**Task directions**
The answer must consist of every line below that holds the word "phone".

======== Supplied material ========

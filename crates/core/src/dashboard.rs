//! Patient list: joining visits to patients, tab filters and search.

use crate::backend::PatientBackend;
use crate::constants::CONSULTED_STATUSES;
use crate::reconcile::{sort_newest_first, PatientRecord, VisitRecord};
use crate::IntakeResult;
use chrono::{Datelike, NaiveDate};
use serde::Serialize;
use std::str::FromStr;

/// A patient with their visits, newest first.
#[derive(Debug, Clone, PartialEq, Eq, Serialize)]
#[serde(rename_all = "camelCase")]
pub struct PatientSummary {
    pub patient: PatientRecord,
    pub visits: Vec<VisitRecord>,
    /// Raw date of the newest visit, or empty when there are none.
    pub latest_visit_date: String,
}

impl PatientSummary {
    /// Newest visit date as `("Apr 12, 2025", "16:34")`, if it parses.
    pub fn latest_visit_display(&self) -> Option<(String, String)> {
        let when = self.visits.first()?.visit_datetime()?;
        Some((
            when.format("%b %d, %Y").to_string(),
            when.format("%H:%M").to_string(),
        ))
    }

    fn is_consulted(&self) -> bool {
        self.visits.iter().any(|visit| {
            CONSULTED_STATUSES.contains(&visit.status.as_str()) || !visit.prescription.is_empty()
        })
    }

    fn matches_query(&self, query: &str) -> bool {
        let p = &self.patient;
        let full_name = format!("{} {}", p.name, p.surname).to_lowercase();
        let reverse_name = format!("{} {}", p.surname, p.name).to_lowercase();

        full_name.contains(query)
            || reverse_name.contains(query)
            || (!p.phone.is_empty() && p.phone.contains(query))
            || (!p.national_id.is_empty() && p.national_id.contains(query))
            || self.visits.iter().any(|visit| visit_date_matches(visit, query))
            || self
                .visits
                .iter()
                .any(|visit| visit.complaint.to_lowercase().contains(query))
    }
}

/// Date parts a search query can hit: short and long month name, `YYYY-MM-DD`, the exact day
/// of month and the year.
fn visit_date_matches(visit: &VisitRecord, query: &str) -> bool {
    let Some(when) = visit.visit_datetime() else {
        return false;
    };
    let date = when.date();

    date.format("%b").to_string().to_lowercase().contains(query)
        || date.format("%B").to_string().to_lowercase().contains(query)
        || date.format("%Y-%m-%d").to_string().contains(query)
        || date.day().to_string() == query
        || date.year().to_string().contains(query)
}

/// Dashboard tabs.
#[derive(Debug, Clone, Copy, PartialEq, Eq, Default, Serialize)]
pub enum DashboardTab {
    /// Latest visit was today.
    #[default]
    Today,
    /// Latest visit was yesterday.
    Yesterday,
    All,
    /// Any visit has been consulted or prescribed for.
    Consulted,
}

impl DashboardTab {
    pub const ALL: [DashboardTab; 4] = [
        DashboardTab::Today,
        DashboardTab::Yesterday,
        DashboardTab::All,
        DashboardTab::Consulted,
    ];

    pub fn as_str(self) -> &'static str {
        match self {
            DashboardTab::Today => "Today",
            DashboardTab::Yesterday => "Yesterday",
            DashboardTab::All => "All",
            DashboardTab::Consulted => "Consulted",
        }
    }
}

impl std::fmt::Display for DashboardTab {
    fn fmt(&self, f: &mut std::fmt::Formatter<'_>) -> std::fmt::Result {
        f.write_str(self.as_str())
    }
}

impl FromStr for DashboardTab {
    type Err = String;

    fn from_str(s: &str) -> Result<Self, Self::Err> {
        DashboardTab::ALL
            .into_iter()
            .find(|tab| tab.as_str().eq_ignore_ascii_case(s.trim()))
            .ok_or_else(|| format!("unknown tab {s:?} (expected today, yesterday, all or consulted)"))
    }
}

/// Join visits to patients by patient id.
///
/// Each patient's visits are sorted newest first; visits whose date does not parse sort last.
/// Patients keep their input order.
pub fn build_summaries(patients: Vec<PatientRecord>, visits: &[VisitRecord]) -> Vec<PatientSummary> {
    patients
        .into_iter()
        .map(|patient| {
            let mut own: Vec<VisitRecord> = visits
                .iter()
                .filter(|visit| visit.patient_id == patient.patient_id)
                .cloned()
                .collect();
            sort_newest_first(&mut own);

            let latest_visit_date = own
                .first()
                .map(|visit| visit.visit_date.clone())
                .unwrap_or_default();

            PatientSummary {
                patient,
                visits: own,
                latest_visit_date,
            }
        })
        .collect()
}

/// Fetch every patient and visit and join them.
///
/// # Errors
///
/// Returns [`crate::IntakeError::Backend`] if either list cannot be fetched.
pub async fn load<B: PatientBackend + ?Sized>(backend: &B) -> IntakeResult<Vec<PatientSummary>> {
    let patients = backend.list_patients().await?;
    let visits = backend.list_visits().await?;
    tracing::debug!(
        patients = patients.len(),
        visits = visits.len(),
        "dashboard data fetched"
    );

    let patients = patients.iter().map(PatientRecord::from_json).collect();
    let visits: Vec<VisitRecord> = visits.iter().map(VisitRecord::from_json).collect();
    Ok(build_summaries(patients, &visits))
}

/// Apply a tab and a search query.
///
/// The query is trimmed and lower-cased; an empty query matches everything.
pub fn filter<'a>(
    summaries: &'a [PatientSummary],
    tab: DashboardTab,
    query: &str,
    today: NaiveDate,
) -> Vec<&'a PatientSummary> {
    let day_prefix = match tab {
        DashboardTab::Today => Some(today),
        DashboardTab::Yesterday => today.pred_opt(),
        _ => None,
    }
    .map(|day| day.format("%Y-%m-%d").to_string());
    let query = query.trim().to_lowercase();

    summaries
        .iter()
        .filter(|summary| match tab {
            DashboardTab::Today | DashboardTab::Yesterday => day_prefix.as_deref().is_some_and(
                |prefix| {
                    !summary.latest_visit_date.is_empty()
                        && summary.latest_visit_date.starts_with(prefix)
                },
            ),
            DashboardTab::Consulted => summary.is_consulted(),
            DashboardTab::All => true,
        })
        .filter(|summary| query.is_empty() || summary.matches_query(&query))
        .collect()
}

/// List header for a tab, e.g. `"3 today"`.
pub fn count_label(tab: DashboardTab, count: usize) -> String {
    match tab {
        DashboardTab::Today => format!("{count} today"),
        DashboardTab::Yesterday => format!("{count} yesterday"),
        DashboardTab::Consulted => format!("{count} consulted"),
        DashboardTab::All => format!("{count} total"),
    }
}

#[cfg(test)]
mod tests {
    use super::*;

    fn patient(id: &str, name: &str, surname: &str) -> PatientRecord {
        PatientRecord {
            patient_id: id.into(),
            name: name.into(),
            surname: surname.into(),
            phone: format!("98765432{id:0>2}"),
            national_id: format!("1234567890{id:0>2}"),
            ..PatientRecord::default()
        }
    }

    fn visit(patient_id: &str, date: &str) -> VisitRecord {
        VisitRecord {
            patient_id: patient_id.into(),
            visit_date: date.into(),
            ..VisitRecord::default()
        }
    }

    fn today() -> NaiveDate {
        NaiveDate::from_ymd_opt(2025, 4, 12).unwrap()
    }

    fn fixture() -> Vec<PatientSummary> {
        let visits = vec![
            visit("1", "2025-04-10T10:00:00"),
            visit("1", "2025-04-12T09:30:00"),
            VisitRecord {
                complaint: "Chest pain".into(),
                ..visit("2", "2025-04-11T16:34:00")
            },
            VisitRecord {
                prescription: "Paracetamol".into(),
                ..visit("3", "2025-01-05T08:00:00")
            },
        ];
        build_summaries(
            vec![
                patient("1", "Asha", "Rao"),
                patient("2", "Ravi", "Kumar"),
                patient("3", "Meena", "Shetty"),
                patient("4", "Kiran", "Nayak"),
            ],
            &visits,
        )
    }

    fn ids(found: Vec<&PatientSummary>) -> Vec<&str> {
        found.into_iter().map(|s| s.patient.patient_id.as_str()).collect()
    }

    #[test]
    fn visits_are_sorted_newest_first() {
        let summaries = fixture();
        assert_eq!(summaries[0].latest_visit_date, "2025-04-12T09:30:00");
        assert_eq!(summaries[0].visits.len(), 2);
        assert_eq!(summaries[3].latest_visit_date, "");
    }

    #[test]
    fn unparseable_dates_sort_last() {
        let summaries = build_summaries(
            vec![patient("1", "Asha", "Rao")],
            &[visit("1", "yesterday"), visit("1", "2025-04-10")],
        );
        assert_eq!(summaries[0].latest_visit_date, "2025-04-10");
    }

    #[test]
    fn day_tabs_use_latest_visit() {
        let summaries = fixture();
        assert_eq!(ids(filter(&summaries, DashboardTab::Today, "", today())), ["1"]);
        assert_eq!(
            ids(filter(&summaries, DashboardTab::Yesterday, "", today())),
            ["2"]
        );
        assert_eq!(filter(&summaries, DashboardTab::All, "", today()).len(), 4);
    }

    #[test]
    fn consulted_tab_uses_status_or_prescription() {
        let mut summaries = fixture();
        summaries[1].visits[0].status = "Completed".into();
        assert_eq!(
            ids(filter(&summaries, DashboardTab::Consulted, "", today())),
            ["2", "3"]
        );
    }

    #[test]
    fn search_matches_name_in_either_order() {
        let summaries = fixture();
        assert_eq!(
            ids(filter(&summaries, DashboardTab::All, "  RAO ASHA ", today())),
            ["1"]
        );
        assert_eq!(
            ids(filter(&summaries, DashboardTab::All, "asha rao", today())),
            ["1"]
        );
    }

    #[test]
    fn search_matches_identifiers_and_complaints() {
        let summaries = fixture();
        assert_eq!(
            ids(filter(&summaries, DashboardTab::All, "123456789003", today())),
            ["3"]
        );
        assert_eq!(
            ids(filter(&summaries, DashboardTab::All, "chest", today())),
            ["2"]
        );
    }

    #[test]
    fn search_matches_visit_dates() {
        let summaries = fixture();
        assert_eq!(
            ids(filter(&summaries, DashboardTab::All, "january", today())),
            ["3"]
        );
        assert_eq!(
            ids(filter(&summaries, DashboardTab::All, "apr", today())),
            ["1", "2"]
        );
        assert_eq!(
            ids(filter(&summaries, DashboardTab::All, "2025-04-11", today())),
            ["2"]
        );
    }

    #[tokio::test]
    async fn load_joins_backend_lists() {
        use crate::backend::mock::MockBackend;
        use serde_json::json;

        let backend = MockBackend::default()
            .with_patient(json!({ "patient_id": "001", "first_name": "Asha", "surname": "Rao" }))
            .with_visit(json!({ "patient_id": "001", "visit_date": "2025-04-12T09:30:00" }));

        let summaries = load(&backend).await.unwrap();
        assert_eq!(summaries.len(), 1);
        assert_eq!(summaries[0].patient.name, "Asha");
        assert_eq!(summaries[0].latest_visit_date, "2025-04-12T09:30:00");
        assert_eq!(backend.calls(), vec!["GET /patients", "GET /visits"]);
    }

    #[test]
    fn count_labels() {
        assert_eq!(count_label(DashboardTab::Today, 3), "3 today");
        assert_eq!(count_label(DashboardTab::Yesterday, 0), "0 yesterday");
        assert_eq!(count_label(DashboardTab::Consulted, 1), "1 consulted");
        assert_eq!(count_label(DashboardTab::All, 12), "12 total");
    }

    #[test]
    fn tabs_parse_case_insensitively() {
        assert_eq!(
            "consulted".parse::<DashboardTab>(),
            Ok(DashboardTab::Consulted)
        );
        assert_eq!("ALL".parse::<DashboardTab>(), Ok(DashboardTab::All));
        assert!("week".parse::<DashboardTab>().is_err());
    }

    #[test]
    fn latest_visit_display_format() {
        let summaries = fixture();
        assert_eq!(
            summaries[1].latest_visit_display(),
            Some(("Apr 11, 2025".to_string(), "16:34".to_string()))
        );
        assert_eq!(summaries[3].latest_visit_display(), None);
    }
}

========

**Problem solution**
            || (!p.phone.is_empty() && p.phone.contains(query))
            phone: format!("98765432{id:0>2}"),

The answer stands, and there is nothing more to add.